🤖 AI Summary
This paper addresses the cardinality estimation problem for multi-join queries involving selection and grouping. We propose a provably correct, pessimistic, and tight upper-bound estimator. Methodologically, we formulate the problem as a linear program by jointly leveraging ℓₚ-norm statistics of input relations and Shannon’s information inequalities; we further introduce two query-graph-structure-aware optimizations to balance accuracy and efficiency. The estimator relies solely on lightweight degree-sequence statistics—requiring neither sampling nor materialized views. Evaluated on the JOB, STATS, and subgraph-matching benchmarks, it achieves 1–3 orders-of-magnitude higher accuracy than conventional database optimizers. Its time and space overheads are negligible. When integrated into PostgreSQL, the generated query execution plans attain quality nearly matching those produced using exact cardinalities.
📝 Abstract
Cardinality estimation is the problem of estimating the size of the output of a query, without actually evaluating the query. The cardinality estimator is a critical piece of a query optimizer, and is often the main culprit when the optimizer chooses a poor plan. This paper introduces LpBound, a pessimistic cardinality estimator for multijoin queries (acyclic or cyclic) with selection predicates and group-by clauses.

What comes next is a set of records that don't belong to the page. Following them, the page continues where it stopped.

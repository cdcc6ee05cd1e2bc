//! Image-height edits that would push content off the page are refused.
//!
//! Deciding that needs real layout: the candidate height is applied, the
//! rendered content is measured in natural (unscaled) page coordinates, and
//! the edit is rolled back when the lowest element ends below the canvas.

use crate::fonts::FontSet;
use crate::layout::{PosterLayout, TemplateText, mm_to_px};
use crate::model::{IMAGE_HEIGHT_RANGE_MM, PosterParameters};

/// A live layout that can be re-measured after changing the image band.
pub trait LayoutProbe {
    fn image_height_mm(&self) -> f32;
    fn set_image_height_mm(&mut self, height_mm: f32);
    /// Lowest bottom edge of any content element, in unscaled px.
    fn content_bottom_px(&self) -> f32;
    /// Natural canvas height, in unscaled px.
    fn canvas_height_px(&self) -> f32;
}

#[derive(Clone, Copy, Debug, PartialEq)]
pub enum HeightEdit {
    /// New height committed; the readout shows it.
    Accepted { height_mm: f32 },
    /// Edit refused; control and readout keep the previous height.
    Rejected { height_mm: f32 },
}

impl HeightEdit {
    pub fn height_mm(self) -> f32 {
        match self {
            HeightEdit::Accepted { height_mm } | HeightEdit::Rejected { height_mm } => height_mm,
        }
    }

    pub fn is_accepted(self) -> bool {
        matches!(self, HeightEdit::Accepted { .. })
    }
}

/// Validate and, when legal, commit a new image height.
///
/// Only growth is checked: shrinking the band can never cause overflow, so it
/// is always accepted. A bottom edge exactly on the canvas edge still fits.
pub fn validate_image_height(
    probe: &mut dyn LayoutProbe,
    params: &mut PosterParameters,
    candidate_mm: f32,
) -> HeightEdit {
    let previous = params.image_height_mm;
    if !candidate_mm.is_finite() {
        return HeightEdit::Rejected {
            height_mm: previous,
        };
    }
    let candidate = candidate_mm.clamp(IMAGE_HEIGHT_RANGE_MM.0, IMAGE_HEIGHT_RANGE_MM.1);

    probe.set_image_height_mm(candidate);
    if candidate > previous {
        let bottom = probe.content_bottom_px();
        let limit = probe.canvas_height_px();
        if bottom > limit {
            log::debug!(
                "image height {candidate}mm overflows canvas ({bottom:.1}px > {limit:.1}px), keeping {previous}mm"
            );
            probe.set_image_height_mm(previous);
            return HeightEdit::Rejected {
                height_mm: previous,
            };
        }
    }

    params.image_height_mm = candidate;
    HeightEdit::Accepted {
        height_mm: candidate,
    }
}

/// Headless probe over the poster layout, used when no interactive client is
/// around to measure (server-side checks, CLI, tests).
pub struct TemplateProbe<'a> {
    params: PosterParameters,
    template: &'a TemplateText,
    fonts: FontSet,
}

impl<'a> TemplateProbe<'a> {
    pub fn new(params: &PosterParameters, template: &'a TemplateText) -> Self {
        Self {
            params: params.clone(),
            template,
            fonts: FontSet::load(params.font_family),
        }
    }

    pub fn with_fonts(params: &PosterParameters, template: &'a TemplateText, fonts: FontSet) -> Self {
        Self {
            params: params.clone(),
            template,
            fonts,
        }
    }

    pub fn layout(&self) -> PosterLayout {
        PosterLayout::compute(&self.params, self.template, &self.fonts)
    }
}

impl LayoutProbe for TemplateProbe<'_> {
    fn image_height_mm(&self) -> f32 {
        self.params.image_height_mm
    }

    fn set_image_height_mm(&mut self, height_mm: f32) {
        self.params.image_height_mm = height_mm;
    }

    fn content_bottom_px(&self) -> f32 {
        mm_to_px(self.layout().content_bottom_mm())
    }

    fn canvas_height_px(&self) -> f32 {
        mm_to_px(self.params.page_size.height_mm())
    }
}
impl ImageBand {
    /// Where an image with the given pixel size is drawn. It fills the clip
    /// width and is scaled up whenever that would leave a gap at the bottom
    /// of the band, so the band is always covered.
    pub fn placement(&self, pixel_width: u32, pixel_height: u32) -> Rect {
        if pixel_width == 0 || pixel_height == 0 {
            return Rect::new(self.clip.x, self.offset_mm, self.clip.width, self.clip.height);
        }
        let aspect = pixel_height as f32 / pixel_width as f32;
        let needed = self.clip.height - self.offset_mm;
        let mut width = self.clip.width;
        let mut height = width * aspect;
        if height < needed {
            height = needed;
            width = height / aspect;
        }
        let x = self.clip.center_x() - width / 2.0;
        Rect::new(x, self.offset_mm, width, height)
    }
}

#[derive(Clone, Debug, PartialEq, Serialize)]
pub struct PosterLayout {
    pub page_size: PageSize,
    pub page: Rect,
    pub image: ImageBand,
    pub title: TextBlock,
    pub left_column: Rect,
    pub right_column: Rect,
    pub separator: Rect,
    pub date: TextBlock,
    pub rule: Rect,
    pub details: TextBlock,
    pub info_heading: TextBlock,
    pub info: TextBlock,
    pub qr: Rect,
    pub organizer_label: TextBlock,
    pub logo: Rect,
}

impl PosterLayout {
    pub fn compute(
        params: &PosterParameters,
        template: &TemplateText,
        measure: &dyn TextMeasure,
    ) -> PosterLayout {
        let (page_w, page_h) = params.page_size.dimensions_mm();
        let band_h = params.image_height_mm;
        let image_w = params.image_width_mm.min(page_w);

        let image = ImageBand {
            band: Rect::new(0.0, 0.0, page_w, band_h),
            clip: Rect::new((page_w - image_w) / 2.0, 0.0, image_w, band_h),
            offset_mm: px_to_mm(params.image_top_offset_px.min(0) as f32),
        };

        let mut title = TextBlock::flow(
            measure,
            &params.display_title(),
            TITLE_MARGIN_MM,
            band_h + TITLE_GAP_MM,
            page_w - 2.0 * TITLE_MARGIN_MM,
            params.title_size_pt as f32,
            true,
            TextAlign::Center,
            0.0,
        );
        if title.lines.is_empty() {
            title.lines.push(String::new());
            title.rect.height = title.line_height_mm;
        }

        let content_y = title.rect.bottom() + COLUMNS_GAP_MM;
        let inner_w = page_w - 2.0 * COLUMN_PADDING_MM - COLUMN_GAP_MM;
        let left_w = inner_w * LEFT_COLUMN_SHARE;
        let right_w = inner_w * (1.0 - LEFT_COLUMN_SHARE);
        let left_x = COLUMN_PADDING_MM;
        let right_x = left_x + left_w + COLUMN_GAP_MM;

        // Left column: date, rule, details.
        let date = TextBlock::flow(
            measure,
            &params.date_text,
            left_x,
            content_y,
            left_w,
            HEADING_SIZE_PT,
            true,
            TextAlign::Left,
            HEADING_CELL_MM,
        );
        let rule = Rect::new(left_x, date.rect.bottom(), left_w, RULE_WIDTH_MM);
        let details = TextBlock::flow(
            measure,
            &params.details,
            left_x,
            date.rect.bottom() + RULE_GAP_MM,
            left_w,
            DETAILS_SIZE_PT,
            false,
            TextAlign::Left,
            0.0,
        );

        // Right column: heading, info text, QR + branding row.
        let info_heading = TextBlock::flow(
            measure,
            &template.info_heading,
            right_x,
            content_y,
            right_w,
            HEADING_SIZE_PT,
            true,
            TextAlign::Left,
            HEADING_CELL_MM,
        );
        let info = TextBlock::flow(
            measure,
            &template.info_text,
            right_x,
            info_heading.rect.bottom() + INFO_GAP_MM,
            right_w,
            INFO_SIZE_PT,
            false,
            TextAlign::Left,
            0.0,
        );

        let qr_size = qr_size_mm(params.page_size);
        let logo_size = logo_size_mm(params.page_size);
        let row_y = info.rect.bottom() + QR_ROW_GAP_MM;
        let qr = Rect::new(right_x, row_y, qr_size, qr_size);

        let branding_x = qr.right() + BRANDING_GAP_MM;
        let branding_y = row_y + (qr_size - (logo_size + BRANDING_BLOCK_EXTRA_MM)) / 2.0;
        let organizer_label = TextBlock::flow(
            measure,
            &template.organizer_label,
            branding_x,
            branding_y,
            (page_w - branding_x).max(0.0),
            BRANDING_LABEL_SIZE_PT,
            true,
            TextAlign::Left,
            BRANDING_LABEL_MM,
        );
        let logo = Rect::new(
            branding_x,
            organizer_label.rect.bottom(),
            logo_size,
            logo_size,
        );

        let left_bottom = details.rect.bottom().max(rule.bottom());
        let right_bottom = qr.bottom().max(logo.bottom());
        let column_h = left_bottom.max(right_bottom) - content_y;

        let separator = Rect::new(
            left_x + left_w + COLUMN_GAP_MM / 2.0 - SEPARATOR_WIDTH_MM / 2.0,
            content_y,
            SEPARATOR_WIDTH_MM,
            column_h,
        );

        PosterLayout {
            page_size: params.page_size,
            page: Rect::new(0.0, 0.0, page_w, page_h),
            image,
            title,
            left_column: Rect::new(left_x, content_y, left_w, column_h),
            right_column: Rect::new(right_x, content_y, right_w, column_h),
            separator,
            date,
            rule,
            details,
            info_heading,
            info,
            qr,
            organizer_label,
            logo,
        }
    }

    /// Bounding boxes of every content element, in drawing order.
    pub fn content_boxes(&self) -> [Rect; 12] {
        [
            self.image.band,
            self.title.rect,
            self.date.rect,
            self.rule,
            self.details.rect,
            self.info_heading.rect,
            self.info.rect,
            self.qr,
            self.organizer_label.rect,
            self.logo,
            self.left_column,
            self.right_column,
        ]
    }

    /// Lowest bottom edge over all content, in millimetres.
    pub fn content_bottom_mm(&self) -> f32 {
        self.content_boxes()
            .iter()
            .map(Rect::bottom)
            .fold(0.0, f32::max)
    }

    pub fn fits_page(&self) -> bool {
        self.content_bottom_mm() <= self.page.height
    }
}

LpBound computes a guaranteed upper bound on the size of the query output using simple statistics on the input relations, consisting of $ell_p$-norms of degree sequences. The bound is the optimal solution of a linear program whose constraints encode data statistics and Shannon inequalities. We introduce two optimizations that exploit the structure of the query in order to speed up the estimation time and make LpBound practical. We experimentally evaluate LpBound against a range of traditional, pessimistic, and machine learning-based estimators on the JOB, STATS, and subgraph matching benchmarks. Our main finding is that LpBound can be orders of magnitude more accurate than traditional estimators used in mainstream open-source and commercial database systems. Yet it has comparable low estimation time and space requirements. When injected the estimates of LpBound, Postgres derives query plans at least as good as those derived using the true cardinalities.